On Kow Swamp man and the differences betwen sapiens and erectus, only slightly features distinguish man from primitive apes in the first place. And I
think that the point about the Kow Swamp specimin is that, its not erectus, its sapiens, and this means that erectus has a suite of
features that are not found in sapiens. Of course, those features are "quantatative" in a sense, not qualitative. IE erectus has no chin or
a smaller braincase, whereas modern man and kow swamp man has a larger braincase and more of a chin, differences in degree, not in kind, which is
acceptable under the understanding of the differences between species.

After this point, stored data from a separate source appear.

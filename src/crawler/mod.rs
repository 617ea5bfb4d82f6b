//! Page crawling through the remote crawl API
//!
//! This module contains the core run logic:
//! - Typed crawl-API client with bearer auth
//! - Content extraction and HTML sanitization
//! - Randomized inter-request pacing
//! - Range/list orchestration with per-page failure tolerance

mod coordinator;
mod extractor;
mod fetcher;
mod pacing;
mod selector;

pub use coordinator::{Coordinator, CrawledPage, ProcessSummary, RunOptions, RunStatus};
pub use extractor::{extract_content, sanitize_html, OutputKind};
pub use fetcher::{ScrapeClient, ScrapeData, ScrapeMetadata, ScrapeResponse};
pub use pacing::Pacer;
pub use selector::PageSelector;
/// Fully resolved configuration
///
/// Produced by [`crate::config::load_config`] after environment-variable
/// fallback has been applied; API keys are guaranteed present here.
#[derive(Debug, Clone)]
pub struct Config {
    pub crawl_api: ServiceConfig,
    pub knowledge_base: ServiceConfig,
    pub output: OutputConfig,
    pub extractor: ExtractorConfig,
}

/// Endpoint and credential for one external service
#[derive(Debug, Clone)]
pub struct ServiceConfig {
    /// Base URL of the service API
    pub api_url: String,

    /// Bearer token for the service
    pub api_key: String,
}

/// Output configuration
#[derive(Debug, Clone)]
pub struct OutputConfig {
    /// Directory that receives one file per crawled page
    pub dir: String,
}

/// Content-extraction configuration
#[derive(Debug, Clone)]
pub struct ExtractorConfig {
    /// CSS selectors removed from HTML output before saving
    pub strip_selectors: Vec<String>,
}

impl Default for ExtractorConfig {
    fn default() -> Self {
        Self {
            strip_selectors: default_strip_selectors(),
        }
    }
}

/// Cosmetic elements stripped from HTML output when the config file does not
/// override the selector list.
pub fn default_strip_selectors() -> Vec<String> {
    [
        ".author-info",
        ".related-content",
        ".post-actions",
        "div[class^='feature-']",
    ]
    .iter()
    .map(|s| s.to_string())
    .collect()
}
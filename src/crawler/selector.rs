//! Page selector: which page numbers a run crawls, and in what order

use crate::ConfigError;
use std::collections::HashSet;
use std::path::Path;

/// Which page numbers a run crawls
///
/// A contiguous range is processed in ascending order; an explicit list is
/// processed in its literal order. The two input modes are mutually
/// exclusive at the CLI, and a malformed selector is a configuration error
/// raised before any network activity.
#[derive(Debug, Clone, PartialEq, Eq)]
pub enum PageSelector {
    /// Inclusive page range
    Range { start: u64, end: u64 },

    /// Explicit page numbers in literal order
    List(Vec<u64>),
}

impl PageSelector {
    /// Builds a selector from inclusive range bounds
    pub fn from_range(start: u64, end: u64) -> Result<Self, ConfigError> {
        if start > end {
            return Err(ConfigError::PageSelector(format!(
                "start page {} is greater than end page {}",
                start, end
            )));
        }
        Ok(Self::Range { start, end })
    }

    /// Builds a selector from a pages file, one page number per line
    ///
    /// Blank lines are ignored. A line that does not parse as an unsigned
    /// integer, a duplicate page number, or an empty file is a
    /// configuration error.
    pub fn from_file(path: &Path) -> Result<Self, ConfigError> {
        let content = std::fs::read_to_string(path)?;
        let mut pages = Vec::new();
        let mut seen = HashSet::new();

        for (line_no, line) in content.lines().enumerate() {
            let line = line.trim();
            if line.is_empty() {
                continue;
            }
            let page: u64 = line.parse().map_err(|_| {
                ConfigError::PageSelector(format!(
                    "line {} of {} is not a page number: '{}'",
                    line_no + 1,
                    path.display(),
                    line
                ))
            })?;
            if !seen.insert(page) {
                return Err(ConfigError::PageSelector(format!(
                    "page {} appears more than once in {}",
                    page,
                    path.display()
                )));
            }
            pages.push(page);
        }

        if pages.is_empty() {
            return Err(ConfigError::PageSelector(format!(
                "{} contains no page numbers",
                path.display()
            )));
        }

        Ok(Self::List(pages))
    }

    /// Page numbers in processing order
    pub fn pages(&self) -> Vec<u64> {
        match self {
            Self::Range { start, end } => (*start..=*end).collect(),
            Self::List(pages) => pages.clone(),
        }
    }

    /// Number of pages this selector covers
    pub fn len(&self) -> usize {
        match self {
            Self::Range { start, end } => (end - start + 1) as usize,
            Self::List(pages) => pages.len(),
        }
    }

    /// Whether the selector covers no pages
    pub fn is_empty(&self) -> bool {
        self.len() == 0
    }
}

We can’t look at the specimen as a whole without analyzing the individual components of that whole. If parts of the whole don’t add up though,
HOW is the whole going to add up?
Perhaps I am being obtuse but I am not entirely sure I understand the comment. erectus, or any organism, doesn't need say one or two
characters that are not had in any other organism in order to be considered a distinct species. They can have quantitative differences than other
organisms, they can have no characters that are unique in and of themselves, but are merely 'more' or 'less' than others, ie more expanded, less
vaulted, more keratinized, more sculptured, etc etc. Look at foxes and wolves. These are differences of degrees. Or even dogs and cats. Extend the
snout, alter the musculature, allow the claws to retract, these aren't immpossible changes that would so radically alter the genome that the organism
couldn;t function. If a fruit fly can have legs growing in place of antennae or have entire bod y segments lost, or duplicated, then surely these
sorts of changes are possible. (agian, I'd hedge that there is a difference between hypothesised changes in the fossil record and deliberate changes
in the lab, but it does show that the genome can be altered, that, as complex and interconnected it is, it can be radically altered, and, even in the
fruit fly experiements, the changes were brought about by exposing the organisms to radiation and the like, not be selectively designing the
freaks).
Nygdan, I’m sorry but this absurd, and doesn’t take evolution as a whole into account. There absolutely are kind barriers.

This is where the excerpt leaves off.